Tuesday, March 28, 2017

Amphibian Selfie!

 I consider myself the APP in this situation.  Connected to the frog by a thumb-belly connector, the frog positioned himself in such a way that compelled me to push the shutter button. Thus, an amphibian selfie.
 A side view of the same frog, but this time I made the decision on my own. :)
 My wife, Bib, sitting on a giant oak limb.  Click on the photo for an enlargement in which you can see the large patches of Goldfields (below) in the background.
 Another of my favorites, in the mustard family, is the Lacepod.  Looks especially nice when backlit.
 The majority of the Seep Spring Monkeyflower were still closed under cloudy skies, and actually looked wilted.  But I did manage to get a pair that were open.  All in all, I saw only around a dozen
species of blooming wildflowers.  In previous outings when I hit peak blooming time I'd get over a hundred.  We had a great day anyway.  This place is aways beautiful, even in mid-summer and fall when the streams and waterfalls have dried up and most flowers have long since gone to seed.  I'll have one more post on last Saturday's trip before moving on to a new topic.
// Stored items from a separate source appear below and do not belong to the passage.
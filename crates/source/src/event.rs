//! # Wire Format
//!
//! Tick events as the subgraph returns them. Numeric fields arrive as JSON
//! strings (the subgraph's `BigInt`/`BigDecimal` scalars) or, from fixtures,
//! as plain JSON numbers; both decode.

use std::str::FromStr;

use serde::Deserialize;
use tickwap_core::{BigDecimal, TickEvent};

use crate::error::{DataSourceError, SourceResult};

/// Numeric scalar encoded as a string or a JSON number
#[derive(Debug, Clone, PartialEq, Deserialize)]
#[serde(untagged)]
pub enum NumberLike {
    Text(String),
    Number(serde_json::Number),
}

impl NumberLike {
    fn text(&self) -> String {
        match self {
            NumberLike::Text(text) => text.trim().to_string(),
            NumberLike::Number(number) => number.to_string(),
        }
    }

    fn decimal(&self, id: &str, field: &str) -> SourceResult<BigDecimal> {
        BigDecimal::from_str(&self.text()).map_err(|e| DataSourceError::decode_field(id, field, e))
    }

    fn integer<N: FromStr>(&self, id: &str, field: &str) -> SourceResult<N>
    where
        N::Err: std::fmt::Display,
    {
        self.text()
            .parse::<N>()
            .map_err(|e| DataSourceError::decode_field(id, field, e))
    }
}

/// One `ticks` entity in subgraph wire format
#[derive(Debug, Clone, PartialEq, Deserialize)]
#[serde(rename_all = "camelCase")]
pub struct RawTickEvent {
    pub id: String,
    pub tick: NumberLike,
    pub timestamp: NumberLike,
    pub block_number: NumberLike,
    pub log_index: NumberLike,
    pub transaction_log_index: NumberLike,
    pub initial_tick: NumberLike,
}

impl RawTickEvent {
    /// Decode every numeric field into an engine event
    pub fn into_event(self) -> SourceResult<TickEvent> {
        let id = self.id.as_str();
        Ok(TickEvent {
            tick: self.tick.decimal(id, "tick")?,
            timestamp: self.timestamp.integer(id, "timestamp")?,
            block_number: self.block_number.integer(id, "blockNumber")?,
            log_index: self.log_index.integer(id, "logIndex")?,
            transaction_log_index: self.transaction_log_index.integer(id, "transactionLogIndex")?,
            initial_tick: self.initial_tick.decimal(id, "initialTick")?,
            id: self.id,
        })
    }
}

/// Order events by `(timestamp, block, logIndex)`, keeping ties stable
pub fn sort_events(events: &mut [TickEvent]) {
    events.sort_by_key(|e| (e.timestamp, e.block_number, e.log_index));
}

#[cfg(test)]
mod tests {
    use super::*;
    use serde_json::json;

    fn decode(value: serde_json::Value) -> SourceResult<TickEvent> {
        serde_json::from_value::<RawTickEvent>(value)?.into_event()
    }

    #[test]
    fn test_decodes_string_scalars() {
        let event = decode(json!({
            "id": "0xabc-12",
            "tick": "-201234",
            "timestamp": "1690000000",
            "blockNumber": "17700000",
            "logIndex": "12",
            "transactionLogIndex": "3",
            "initialTick": "-201200"
        }))
        .unwrap();

        assert_eq!(event.id, "0xabc-12");
        assert_eq!(event.tick, BigDecimal::from(-201234));
        assert_eq!(event.timestamp, 1_690_000_000);
        assert_eq!(event.block_number, 17_700_000);
        assert_eq!(event.log_index, 12);
        assert_eq!(event.transaction_log_index, 3);
        assert_eq!(event.initial_tick, BigDecimal::from(-201200));
    }

    #[test]
    fn test_decodes_number_scalars() {
        let event = decode(json!({
            "id": "1",
            "tick": -5,
            "timestamp": 100,
            "blockNumber": 7,
            "logIndex": 0,
            "transactionLogIndex": 0,
            "initialTick": "-5.00"
        }))
        .unwrap();

        assert_eq!(event.tick, BigDecimal::from(-5));
        assert_eq!(event.initial_tick, BigDecimal::from(-5));
        assert_eq!(event.timestamp, 100);
    }

    #[test]
    fn test_bad_field_names_event_and_field() {
        let err = decode(json!({
            "id": "0xdead",
            "tick": "not-a-number",
            "timestamp": "1",
            "blockNumber": "1",
            "logIndex": "1",
            "transactionLogIndex": "1",
            "initialTick": "0"
        }))
        .unwrap_err();

        match err {
            DataSourceError::Decode(message) => {
                assert!(message.contains("0xdead"));
                assert!(message.contains("tick"));
            }
            other => panic!("unexpected error: {other:?}"),
        }
    }

    #[test]
    fn test_negative_log_index_rejected() {
        let err = decode(json!({
            "id": "1",
            "tick": "0",
            "timestamp": "1",
            "blockNumber": "1",
            "logIndex": "-1",
            "transactionLogIndex": "0",
            "initialTick": "0"
        }));
        assert!(matches!(err, Err(DataSourceError::Decode(_))));
    }

    #[test]
    fn test_sort_orders_by_time_then_block_then_log() {
        let event = |id: &str, timestamp: i64, block: u64, log: u64| TickEvent {
            id: id.to_string(),
            tick: BigDecimal::from(0),
            timestamp,
            block_number: block,
            log_index: log,
            transaction_log_index: 0,
            initial_tick: BigDecimal::from(0),
        };
        let mut events = vec![
            event("d", 20, 2, 0),
            event("b", 10, 1, 5),
            event("a", 10, 1, 1),
            event("c", 10, 1, 5),
        ];
        sort_events(&mut events);

        let ids: Vec<&str> = events.iter().map(|e| e.id.as_str()).collect();
        assert_eq!(ids, vec!["a", "b", "c", "d"]);
    }
}
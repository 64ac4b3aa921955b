//! One end-to-end report run: pick the source, compute, write the outputs.

use std::time::Duration;

use tickwap_source::{HttpTransport, StaticSource, SubgraphSource, TickEventSource};
use tracing::info;

use crate::config::ReporterConfig;
use crate::error::{ReporterError, ReporterResult};
use crate::output::{render_chart, write_artifact, write_series_json};
use crate::pipeline::{PoolReport, TwapPipeline};

fn pipeline<S: TickEventSource>(source: S, config: &ReporterConfig) -> TwapPipeline<S> {
    TwapPipeline::new(source, config.price, config.windows.clone())
}

/// Fetch, evaluate and write the chart (and series JSON, if configured)
pub async fn generate_report(config: &ReporterConfig) -> ReporterResult<PoolReport> {
    let pool = config.pool.id.as_str();

    let report = match &config.source.fixture {
        Some(path) => {
            let json = tokio::fs::read_to_string(path)
                .await
                .map_err(|e| ReporterError::io(path, e))?;
            let source = StaticSource::from_json_str(&json)?;
            info!(
                "Loaded {} fixture events from {}",
                source.events().len(),
                path.display()
            );
            pipeline(source, config).run(pool).await?
        }
        None => {
            let transport = HttpTransport::new(
                config.source.endpoint.as_str(),
                Duration::from_secs(config.source.request_timeout_secs),
            )?;
            let source = SubgraphSource::new(transport)
                .with_page_size(config.source.page_size)
                .with_retry(config.source.retry.clone());
            info!("Fetching tick events from {}", config.source.endpoint);
            pipeline(source, config).run(pool).await?
        }
    };

    info!(
        "Pool {}: {} events, {} samples over {}s, {} TWAP points",
        report.pool,
        report.events,
        report.samples,
        report.span_secs,
        report.total_points()
    );

    if let Some(path) = &config.output.series_json {
        write_series_json(path, &report)?;
    }

    let chart = render_chart(&report, &config.chart_title(), &config.chart)?;
    write_artifact(&config.output.path, &chart)?;

    Ok(report)
}
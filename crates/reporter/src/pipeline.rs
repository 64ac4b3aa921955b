//! # TWAP Pipeline
//!
//! Fetch once, evaluate many windows:
//!
//! 1. fetch every tick event of the pool from the source
//! 2. build the tick timeline and integrate it
//! 3. evaluate each window on a blocking task over the shared series
//! 4. collect the results in configured window order
//!
//! Any failure aborts the run with the failing stage's error.

use std::sync::Arc;

use tickwap_core::{
    build_timeline, integrate, CumulativeSeries, PriceConvention, TimelineStats, TwapEvaluator,
    TwapSeries, TwapWindow,
};
use tickwap_source::TickEventSource;
use tracing::{debug, info, warn};

use crate::error::ReporterResult;

/// Everything one run produced for a pool
#[derive(Debug, Clone, PartialEq)]
pub struct PoolReport {
    pub pool: String,
    /// Raw events returned by the source
    pub events: usize,
    pub stats: TimelineStats,
    /// Samples in the tick timeline
    pub samples: usize,
    /// Seconds between the first and last sample
    pub span_secs: i64,
    /// One entry per configured window, in configured order
    pub series: Vec<TwapSeries>,
}

impl PoolReport {
    pub fn total_points(&self) -> usize {
        self.series.iter().map(|s| s.points.len()).sum()
    }
}

pub struct TwapPipeline<S> {
    source: S,
    evaluator: TwapEvaluator,
    windows: Vec<TwapWindow>,
}

impl<S: TickEventSource> TwapPipeline<S> {
    pub fn new(source: S, convention: PriceConvention, windows: Vec<TwapWindow>) -> Self {
        Self {
            source,
            evaluator: TwapEvaluator::new(convention),
            windows,
        }
    }

    pub fn windows(&self) -> &[TwapWindow] {
        &self.windows
    }

    pub fn source(&self) -> &S {
        &self.source
    }

    /// Compute every configured window for `pool`
    pub async fn run(&self, pool: &str) -> ReporterResult<PoolReport> {
        let events = self.source.fetch_tick_events(pool).await?;
        info!("Fetched {} tick events for {}", events.len(), pool);

        let timeline = build_timeline(&events)?;
        debug!(
            "Timeline for {}: {} samples ({} accepted, {} replaced, {} dropped)",
            pool,
            timeline.samples.len(),
            timeline.stats.accepted,
            timeline.stats.replaced,
            timeline.stats.dropped
        );

        let series = Arc::new(integrate(&timeline.samples)?);
        let results = evaluate_windows(self.evaluator, Arc::clone(&series), &self.windows).await?;

        for result in &results {
            if result.points.is_empty() {
                warn!(
                    "Window '{}' ({}s) is longer than the observed span of {}s; no points",
                    result.window.label,
                    result.window.duration_secs,
                    series.span()
                );
            }
        }

        Ok(PoolReport {
            pool: pool.to_string(),
            events: events.len(),
            stats: timeline.stats,
            samples: series.len(),
            span_secs: series.span(),
            series: results,
        })
    }
}

/// Evaluate `windows` concurrently over one shared series
pub async fn evaluate_windows(
    evaluator: TwapEvaluator,
    series: Arc<CumulativeSeries>,
    windows: &[TwapWindow],
) -> ReporterResult<Vec<TwapSeries>> {
    let handles: Vec<_> = windows
        .iter()
        .cloned()
        .map(|window| {
            let series = Arc::clone(&series);
            tokio::task::spawn_blocking(move || evaluator.evaluate_window(&series, &window))
        })
        .collect();

    let mut results = Vec::with_capacity(handles.len());
    for handle in handles {
        let evaluated = handle.await??;
        debug!(
            "Window '{}': {} points",
            evaluated.window.label,
            evaluated.points.len()
        );
        results.push(evaluated);
    }

    Ok(results)
}
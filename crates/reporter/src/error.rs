//! Error types for the reporter

use std::path::{Path, PathBuf};

use thiserror::Error;
use tickwap_chart::ChartError;
use tickwap_core::TwapError;
use tickwap_source::DataSourceError;

/// Result alias for reporter operations
pub type ReporterResult<T> = Result<T, ReporterError>;

#[derive(Error, Debug)]
pub enum ReporterError {
    #[error("TWAP computation failed: {0}")]
    Twap(#[from] TwapError),

    #[error("Tick event fetch failed: {0}")]
    Source(#[from] DataSourceError),

    #[error("Chart rendering failed: {0}")]
    Chart(#[from] ChartError),

    #[error("Invalid configuration: {0}")]
    Config(String),

    #[error("I/O error on {}: {}", .path.display(), .source)]
    Io {
        path: PathBuf,
        source: std::io::Error,
    },

    #[error("Serialization error: {0}")]
    Serialization(String),

    #[error("Window evaluation task failed: {0}")]
    Join(String),

    #[error("Logging setup failed: {0}")]
    Logging(String),
}

impl ReporterError {
    pub fn config(message: impl Into<String>) -> Self {
        ReporterError::Config(message.into())
    }

    pub fn io(path: impl AsRef<Path>, source: std::io::Error) -> Self {
        ReporterError::Io {
            path: path.as_ref().to_path_buf(),
            source,
        }
    }
}

impl From<serde_json::Error> for ReporterError {
    fn from(err: serde_json::Error) -> Self {
        ReporterError::Serialization(err.to_string())
    }
}

impl From<tokio::task::JoinError> for ReporterError {
    fn from(err: tokio::task::JoinError) -> Self {
        ReporterError::Join(err.to_string())
    }
}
  1. Joe, the closeup flower photo you are calling Goldfields actually is Yellow Carpet, Blennosperma nanum. It often is found in the same places as Goldfields, as it is a wonderful vernal pool flower. Interesting in that it is one of the few flowers that has white pollen.

  2. You can see the white tips of the stigmas popping out, for some reason they only show on the outer edge. One of the characteristics that make it easy to identify.

  3. Not a problem, Joe, I lead tours at a vernal pool area so I talk about these flowers all the time.